**Activity:**
Gather, from the data below, each line in which the word "values" occurs.

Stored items
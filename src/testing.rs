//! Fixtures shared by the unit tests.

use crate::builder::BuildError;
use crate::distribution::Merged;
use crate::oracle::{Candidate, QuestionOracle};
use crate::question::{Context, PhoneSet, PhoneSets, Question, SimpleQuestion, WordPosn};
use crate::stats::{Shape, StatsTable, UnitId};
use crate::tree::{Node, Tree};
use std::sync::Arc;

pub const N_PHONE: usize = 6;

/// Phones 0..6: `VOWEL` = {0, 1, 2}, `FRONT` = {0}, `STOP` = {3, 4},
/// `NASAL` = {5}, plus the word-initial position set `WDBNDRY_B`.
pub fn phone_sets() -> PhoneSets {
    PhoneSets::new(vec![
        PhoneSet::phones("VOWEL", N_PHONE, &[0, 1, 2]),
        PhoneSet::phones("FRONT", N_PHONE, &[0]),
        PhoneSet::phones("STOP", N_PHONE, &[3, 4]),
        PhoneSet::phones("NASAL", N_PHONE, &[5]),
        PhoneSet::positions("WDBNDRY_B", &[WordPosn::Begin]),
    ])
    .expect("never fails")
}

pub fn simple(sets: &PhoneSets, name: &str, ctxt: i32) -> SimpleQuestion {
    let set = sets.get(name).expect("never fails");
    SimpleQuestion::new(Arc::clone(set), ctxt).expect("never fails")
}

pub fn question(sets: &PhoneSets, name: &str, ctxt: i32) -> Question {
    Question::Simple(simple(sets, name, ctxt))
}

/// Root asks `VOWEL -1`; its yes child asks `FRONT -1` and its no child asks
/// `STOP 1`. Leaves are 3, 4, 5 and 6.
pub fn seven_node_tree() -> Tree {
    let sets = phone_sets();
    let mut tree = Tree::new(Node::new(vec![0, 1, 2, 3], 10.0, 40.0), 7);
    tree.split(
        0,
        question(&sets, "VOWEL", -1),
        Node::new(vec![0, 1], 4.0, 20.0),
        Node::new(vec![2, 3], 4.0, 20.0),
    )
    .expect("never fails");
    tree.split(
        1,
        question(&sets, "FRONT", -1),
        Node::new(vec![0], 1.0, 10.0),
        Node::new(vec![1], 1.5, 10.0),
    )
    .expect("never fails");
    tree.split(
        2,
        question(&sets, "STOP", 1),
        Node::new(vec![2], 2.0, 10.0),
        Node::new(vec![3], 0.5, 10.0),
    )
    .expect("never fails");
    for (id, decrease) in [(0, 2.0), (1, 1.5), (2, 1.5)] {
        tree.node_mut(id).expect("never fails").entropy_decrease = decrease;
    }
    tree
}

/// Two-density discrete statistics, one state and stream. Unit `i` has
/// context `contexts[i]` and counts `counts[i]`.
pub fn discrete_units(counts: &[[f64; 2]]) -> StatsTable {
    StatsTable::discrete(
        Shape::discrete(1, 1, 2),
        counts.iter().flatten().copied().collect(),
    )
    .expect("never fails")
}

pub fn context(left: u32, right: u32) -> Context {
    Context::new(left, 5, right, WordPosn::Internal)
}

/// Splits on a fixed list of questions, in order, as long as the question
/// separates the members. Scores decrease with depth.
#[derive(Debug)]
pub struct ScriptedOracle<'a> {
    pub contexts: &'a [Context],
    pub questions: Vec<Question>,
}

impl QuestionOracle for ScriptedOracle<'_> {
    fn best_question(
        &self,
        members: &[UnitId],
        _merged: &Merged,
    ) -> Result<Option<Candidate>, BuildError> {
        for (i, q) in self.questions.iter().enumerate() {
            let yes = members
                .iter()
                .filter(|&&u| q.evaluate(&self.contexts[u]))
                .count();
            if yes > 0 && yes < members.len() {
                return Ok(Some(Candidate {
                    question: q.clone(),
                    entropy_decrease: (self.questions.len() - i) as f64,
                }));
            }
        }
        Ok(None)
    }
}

==

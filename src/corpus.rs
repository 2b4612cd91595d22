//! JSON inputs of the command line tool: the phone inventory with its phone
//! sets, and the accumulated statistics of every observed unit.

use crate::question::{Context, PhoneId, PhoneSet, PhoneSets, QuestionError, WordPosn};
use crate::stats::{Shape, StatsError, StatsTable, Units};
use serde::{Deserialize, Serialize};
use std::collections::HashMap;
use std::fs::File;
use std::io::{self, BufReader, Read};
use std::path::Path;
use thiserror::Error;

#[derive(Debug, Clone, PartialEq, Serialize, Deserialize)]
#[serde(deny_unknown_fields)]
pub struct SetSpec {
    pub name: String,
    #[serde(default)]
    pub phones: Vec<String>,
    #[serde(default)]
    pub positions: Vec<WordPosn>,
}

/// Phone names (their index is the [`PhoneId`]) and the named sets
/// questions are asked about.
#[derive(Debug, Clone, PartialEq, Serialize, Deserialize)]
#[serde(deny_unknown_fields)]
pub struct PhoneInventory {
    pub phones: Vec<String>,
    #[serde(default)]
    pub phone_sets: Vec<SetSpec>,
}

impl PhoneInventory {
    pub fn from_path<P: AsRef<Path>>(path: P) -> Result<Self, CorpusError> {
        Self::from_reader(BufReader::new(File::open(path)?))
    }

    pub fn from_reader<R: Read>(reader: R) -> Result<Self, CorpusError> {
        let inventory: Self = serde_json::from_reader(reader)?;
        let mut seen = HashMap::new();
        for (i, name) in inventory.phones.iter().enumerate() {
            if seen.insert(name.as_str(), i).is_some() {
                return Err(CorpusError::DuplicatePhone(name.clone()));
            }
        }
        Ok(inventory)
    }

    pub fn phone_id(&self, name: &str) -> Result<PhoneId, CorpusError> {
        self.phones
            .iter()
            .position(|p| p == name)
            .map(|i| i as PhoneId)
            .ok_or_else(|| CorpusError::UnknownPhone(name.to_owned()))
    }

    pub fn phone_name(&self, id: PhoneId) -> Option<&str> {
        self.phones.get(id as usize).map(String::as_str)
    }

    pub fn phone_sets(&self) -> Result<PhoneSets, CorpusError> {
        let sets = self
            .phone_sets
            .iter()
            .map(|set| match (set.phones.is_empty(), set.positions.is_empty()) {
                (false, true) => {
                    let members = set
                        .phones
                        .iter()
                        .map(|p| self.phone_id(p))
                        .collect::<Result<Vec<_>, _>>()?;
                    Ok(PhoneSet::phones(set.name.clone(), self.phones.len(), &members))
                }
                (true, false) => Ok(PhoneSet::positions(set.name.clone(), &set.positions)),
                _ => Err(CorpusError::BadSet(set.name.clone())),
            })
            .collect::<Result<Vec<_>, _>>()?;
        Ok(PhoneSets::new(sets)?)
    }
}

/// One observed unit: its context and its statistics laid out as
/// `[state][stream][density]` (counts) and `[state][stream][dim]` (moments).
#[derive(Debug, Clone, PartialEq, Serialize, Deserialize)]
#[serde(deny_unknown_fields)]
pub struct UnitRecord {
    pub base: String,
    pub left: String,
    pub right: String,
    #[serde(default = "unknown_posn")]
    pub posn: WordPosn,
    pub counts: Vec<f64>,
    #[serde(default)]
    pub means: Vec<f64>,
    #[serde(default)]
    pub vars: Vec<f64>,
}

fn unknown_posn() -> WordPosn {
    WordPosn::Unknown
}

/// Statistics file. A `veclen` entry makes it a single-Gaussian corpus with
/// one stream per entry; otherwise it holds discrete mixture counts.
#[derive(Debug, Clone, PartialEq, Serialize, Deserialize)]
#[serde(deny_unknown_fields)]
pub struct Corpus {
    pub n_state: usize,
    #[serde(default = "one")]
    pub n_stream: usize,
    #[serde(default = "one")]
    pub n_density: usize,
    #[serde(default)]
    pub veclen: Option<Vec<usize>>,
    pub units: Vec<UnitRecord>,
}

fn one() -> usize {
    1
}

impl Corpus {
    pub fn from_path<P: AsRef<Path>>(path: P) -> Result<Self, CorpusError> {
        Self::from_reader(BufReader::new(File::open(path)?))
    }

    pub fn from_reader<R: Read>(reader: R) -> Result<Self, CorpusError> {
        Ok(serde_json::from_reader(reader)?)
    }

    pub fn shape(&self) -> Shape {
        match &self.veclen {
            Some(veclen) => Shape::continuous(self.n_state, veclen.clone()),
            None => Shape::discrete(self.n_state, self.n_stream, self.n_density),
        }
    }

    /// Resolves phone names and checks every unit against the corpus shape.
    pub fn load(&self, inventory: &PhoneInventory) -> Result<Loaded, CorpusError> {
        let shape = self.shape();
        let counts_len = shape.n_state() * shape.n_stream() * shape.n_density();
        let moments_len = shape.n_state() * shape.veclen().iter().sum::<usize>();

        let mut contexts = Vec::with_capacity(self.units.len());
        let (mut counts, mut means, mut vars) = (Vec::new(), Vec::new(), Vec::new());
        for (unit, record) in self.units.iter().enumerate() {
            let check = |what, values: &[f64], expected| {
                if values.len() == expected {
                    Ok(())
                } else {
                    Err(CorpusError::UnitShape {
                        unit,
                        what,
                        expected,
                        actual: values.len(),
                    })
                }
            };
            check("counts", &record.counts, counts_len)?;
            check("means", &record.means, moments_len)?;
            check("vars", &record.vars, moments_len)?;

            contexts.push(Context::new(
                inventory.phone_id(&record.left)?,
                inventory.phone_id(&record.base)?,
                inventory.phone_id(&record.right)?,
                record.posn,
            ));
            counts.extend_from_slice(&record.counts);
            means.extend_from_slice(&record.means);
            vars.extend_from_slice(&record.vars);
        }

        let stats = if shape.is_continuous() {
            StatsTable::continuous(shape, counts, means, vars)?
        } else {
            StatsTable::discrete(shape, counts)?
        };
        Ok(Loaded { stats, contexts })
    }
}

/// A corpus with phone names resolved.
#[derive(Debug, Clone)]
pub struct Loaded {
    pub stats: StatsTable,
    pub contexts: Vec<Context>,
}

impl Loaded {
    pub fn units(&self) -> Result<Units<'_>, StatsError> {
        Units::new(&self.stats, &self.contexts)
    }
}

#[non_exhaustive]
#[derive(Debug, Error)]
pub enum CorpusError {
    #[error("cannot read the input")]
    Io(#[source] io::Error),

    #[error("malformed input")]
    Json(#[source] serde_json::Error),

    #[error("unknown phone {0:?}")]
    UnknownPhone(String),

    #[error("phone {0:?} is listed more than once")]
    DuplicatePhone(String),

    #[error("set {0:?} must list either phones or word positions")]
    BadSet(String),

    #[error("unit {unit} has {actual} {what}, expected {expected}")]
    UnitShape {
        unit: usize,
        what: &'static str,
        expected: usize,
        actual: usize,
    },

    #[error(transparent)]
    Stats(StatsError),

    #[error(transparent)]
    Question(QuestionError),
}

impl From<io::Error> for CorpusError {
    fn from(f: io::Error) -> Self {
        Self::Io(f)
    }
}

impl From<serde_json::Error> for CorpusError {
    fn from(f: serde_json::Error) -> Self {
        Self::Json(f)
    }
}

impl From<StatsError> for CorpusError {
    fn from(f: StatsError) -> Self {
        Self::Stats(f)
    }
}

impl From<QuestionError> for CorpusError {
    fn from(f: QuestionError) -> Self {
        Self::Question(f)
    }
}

**Solution to this exercise:**
            let check = |what, values: &[f64], expected| {
                if values.len() == expected {
                        actual: values.len(),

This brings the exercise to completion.